In a non-limiting example shown in FIG. 8, computing device(s) may be in communication with and/or may be configured to share (e.g., send and receive) data and/or electronic information over a network. Network may represent a closed network, such as a local area network (LAN) or may include the internet. Network may also include secondary database including similar data as storage component, and/or may include or be in communication with a neural network to aid in computation and/or data processing as discussed herein.
The flowchart and block diagrams in the Figures illustrate the architecture, functionality, and operation of possible implementations of systems, methods and computer program products according to various embodiments of the present disclosure. In this regard, each block in the flowchart or block diagrams may represent a module, segment, or portion of code, which comprises one or more executable instructions for implementing the specified logical function(s). It should also be noted that, in some alternative implementations, the functions noted in the block may occur out of the order noted in the figures. For example, two blocks shown in succession may, in fact, be executed substantially concurrently, or the blocks may sometimes be executed in the reverse order, depending upon the functionality involved. It will also be noted that each block of the block diagrams and/or flowchart illustration, and combinations of blocks in the block diagrams and/or flowchart illustration, can be implemented by special purpose hardware-based systems that perform the specified functions or acts, or combinations of special purpose hardware and computer instructions.
As discussed herein, various systems and components are described as “obtaining” data. It is understood that the corresponding data can be obtained using any solution. For example, the corresponding system/component can generate and/or be used to generate the data, retrieve the data from one or more data stores (e.g., a database), receive the data from another system/component, and/or the like. When the data is not generated by the particular system/component, it is understood that another system/component can be implemented apart from the system/component shown, which generates the data and provides it to the system/component and/or stores the data for access by the system/component.
The foregoing drawings show some of the processing associated according to several embodiments of this disclosure. In this regard, each drawing or block within a flow diagram of the drawings represents a process associated with embodiments of the method described. It should also be noted that in some alternative implementations, the acts noted in the drawings or blocks may occur out of the order noted in the figure or, for example, may in fact be executed substantially concurrently or in the reverse order, depending upon the act involved. Also, one of ordinary skill in the art will recognize that additional blocks that describe the processing may be added.
The terminology used herein is for the purpose of describing particular embodiments only and is not intended to be limiting of the disclosure. As used herein, the singular forms “a”, “an” and “the” are intended to include the plural forms as well, unless the context clearly indicates otherwise.
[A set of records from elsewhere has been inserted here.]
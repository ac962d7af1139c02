use std::env;
use std::path::PathBuf;

pub const DEFAULT_PORT: u16 = 8000;
pub const DEFAULT_BIND_ADDR: &str = "0.0.0.0";
pub const DEFAULT_LOG_PATH: &str = "/tmp/webhook_data.txt";
pub const DEFAULT_MAX_BODY_BYTES: usize = 65_536;

#[derive(Debug, Clone, PartialEq, Eq)]
pub struct WebhookConfig {
    /// Address to bind
    pub bind_addr: String,
    /// TCP port
    pub port: u16,
    /// Append-only log file receiving one record per POST
    pub log_path: PathBuf,
    /// Largest accepted request body
    pub max_body_bytes: usize,
}

impl Default for WebhookConfig {
    fn default() -> Self {
        Self {
            bind_addr: DEFAULT_BIND_ADDR.to_string(),
            port: DEFAULT_PORT,
            log_path: PathBuf::from(DEFAULT_LOG_PATH),
            max_body_bytes: DEFAULT_MAX_BODY_BYTES,
        }
    }
}

impl WebhookConfig {
    /// Read overrides from the environment. Unset variables keep the defaults;
    /// set-but-unparseable numbers are an error.
    pub fn from_env() -> Result<Self, ConfigError> {
        Self::from_lookup(|key| env::var(key).ok())
    }

    fn from_lookup(lookup: impl Fn(&str) -> Option<String>) -> Result<Self, ConfigError> {
        let defaults = Self::default();

        let port_var = lookup("WEBHOOK_PORT")
            .map(|raw| ("WEBHOOK_PORT", raw))
            .or_else(|| lookup("PORT").map(|raw| ("PORT", raw)));
        let port = match port_var {
            Some((name, raw)) => raw
                .trim()
                .parse()
                .map_err(|_| ConfigError::InvalidNumber(name, raw))?,
            None => defaults.port,
        };

        let max_body_bytes = match lookup("WEBHOOK_MAX_BODY_BYTES") {
            Some(raw) => raw
                .trim()
                .parse()
                .map_err(|_| ConfigError::InvalidNumber("WEBHOOK_MAX_BODY_BYTES", raw))?,
            None => defaults.max_body_bytes,
        };

        let bind_addr = lookup("WEBHOOK_BIND_ADDR")
            .filter(|s| !s.trim().is_empty())
            .unwrap_or(defaults.bind_addr);

        let log_path = lookup("WEBHOOK_LOG_PATH")
            .filter(|s| !s.trim().is_empty())
            .map(PathBuf::from)
            .unwrap_or(defaults.log_path);

        Ok(Self {
            bind_addr,
            port,
            log_path,
            max_body_bytes,
        })
    }
}

#[derive(Debug, thiserror::Error)]
pub enum ConfigError {
    #[error("invalid number in {0}: {1:?}")]
    InvalidNumber(&'static str, String),
}

#[cfg(test)]
mod tests {
    use super::*;
    use std::collections::HashMap;

    fn lookup_from(vars: &[(&str, &str)]) -> impl Fn(&str) -> Option<String> {
        let map: HashMap<String, String> = vars
            .iter()
            .map(|(k, v)| (k.to_string(), v.to_string()))
            .collect();
        move |key| map.get(key).cloned()
    }

    #[test]
    fn test_defaults_when_unset() {
        let config = WebhookConfig::from_lookup(lookup_from(&[])).unwrap();
        assert_eq!(config, WebhookConfig::default());
        assert_eq!(config.port, 8000);
        assert_eq!(config.log_path, PathBuf::from("/tmp/webhook_data.txt"));
    }

    #[test]
    fn test_overrides() {
        let config = WebhookConfig::from_lookup(lookup_from(&[
            ("WEBHOOK_PORT", "9100"),
            ("WEBHOOK_LOG_PATH", "/var/log/mojo.txt"),
            ("WEBHOOK_BIND_ADDR", "127.0.0.1"),
            ("WEBHOOK_MAX_BODY_BYTES", "1024"),
        ]))
        .unwrap();
        assert_eq!(config.port, 9100);
        assert_eq!(config.log_path, PathBuf::from("/var/log/mojo.txt"));
        assert_eq!(config.bind_addr, "127.0.0.1");
        assert_eq!(config.max_body_bytes, 1024);
    }

    #[test]
    fn test_port_falls_back_to_generic_var() {
        let config = WebhookConfig::from_lookup(lookup_from(&[("PORT", "8080")])).unwrap();
        assert_eq!(config.port, 8080);
    }

    #[test]
    fn test_invalid_port_is_error() {
        let err = WebhookConfig::from_lookup(lookup_from(&[("WEBHOOK_PORT", "eighty")]))
            .unwrap_err();
        assert!(err.to_string().contains("WEBHOOK_PORT"));
    }

    #[test]
    fn test_invalid_generic_port_names_port() {
        let err = WebhookConfig::from_lookup(lookup_from(&[("PORT", "eighty")])).unwrap_err();
        assert!(matches!(err, ConfigError::InvalidNumber("PORT", ref raw) if raw == "eighty"));
        assert!(!err.to_string().contains("WEBHOOK_PORT"));
    }
}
It will be further understood that the terms “comprises” and/or “comprising,” when used in this specification, specify the presence of stated features, integers, steps, operations, elements, and/or components, but do not preclude the presence or addition of one or more other features, integers, steps, operations, elements, components, and/or groups thereof. “Optional” or “optionally” means that the subsequently described event or circumstance may or may not occur, and that the description includes instances where the event occurs and instances where it does not.
Approximating language, as used herein throughout the specification and claims, may be applied to modify any quantitative representation that could permissibly vary without resulting in a change in the basic function to which it is related. Accordingly, a value modified by a term or terms, such as “about,” “approximately” and “substantially,” are not to be limited to the precise value specified. In at least some instances, the approximating language may correspond to the precision of an instrument for measuring the value. Here and throughout the specification and claims, range limitations may be combined and/or interchanged, such ranges are identified and include all the sub-ranges contained therein unless context or language indicates otherwise. “Approximately” as applied to a particular value of a range applies to both values, and unless otherwise dependent on the precision of the instrument measuring the value, may indicate +/−10% of the stated value(s).
The corresponding structures, materials, acts, and equivalents of all means or step plus function elements in the claims below are intended to include any structure, material, or act for performing the function in combination with other claimed elements as specifically claimed. The description of the present disclosure has been presented for purposes of illustration and description, but is not intended to be exhaustive or limited to the disclosure in the form disclosed. Many modifications and variations will be apparent to those of ordinary skill in the art without departing from the scope and spirit of the disclosure. The embodiment was chosen and described in order to best explain the principles of the disclosure and the practical application, and to enable others of ordinary skill in the art to understand the disclosure for various embodiments with various modifications as are suited to the particular use contemplated.

Claims

What is claimed is:

1. A method for detecting a cognitive disease, the method comprising:

providing a saliva sample from a human subject;

subjecting at least a portion of the saliva sample to a spectroscopic analysis to produce a sample spectroscopic signature for the saliva sample;

analyzing the produced sample spectroscopic signature using a predetermined statistical model, the predetermined statistical model based on spectroscopic signatures for a plurality modeling samples,

wherein the spectroscopic signatures for each of the plurality of modeling samples are associated with one of a plurality of predetermined cognitive categories; and

correlating the produced sample spectroscopic signature with one of the plurality of predetermined cognitive categories based on the spectroscopic signatures for each of the plurality of modeling samples of the predetermined statistical model.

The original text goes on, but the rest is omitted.